(GIVEN ENTRIES begins)

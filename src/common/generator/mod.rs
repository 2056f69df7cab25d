pub mod alphabet;
pub mod options;
pub mod password_gen;

pub use options::PasswordOptions;
pub use password_gen::{generate, generate_with_rng};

(GIVEN ENTRIES ends)

Print each record from the listing above exactly as it was given.

--- EXERCISE SOLUTION ---
filename src/common/generator/mod.rs
repository 2056f69df7cab25d
pub mod alphabet;
pub mod options;
pub mod password_gen;

pub use options::PasswordOptions;
pub use password_gen::{generate, generate_with_rng};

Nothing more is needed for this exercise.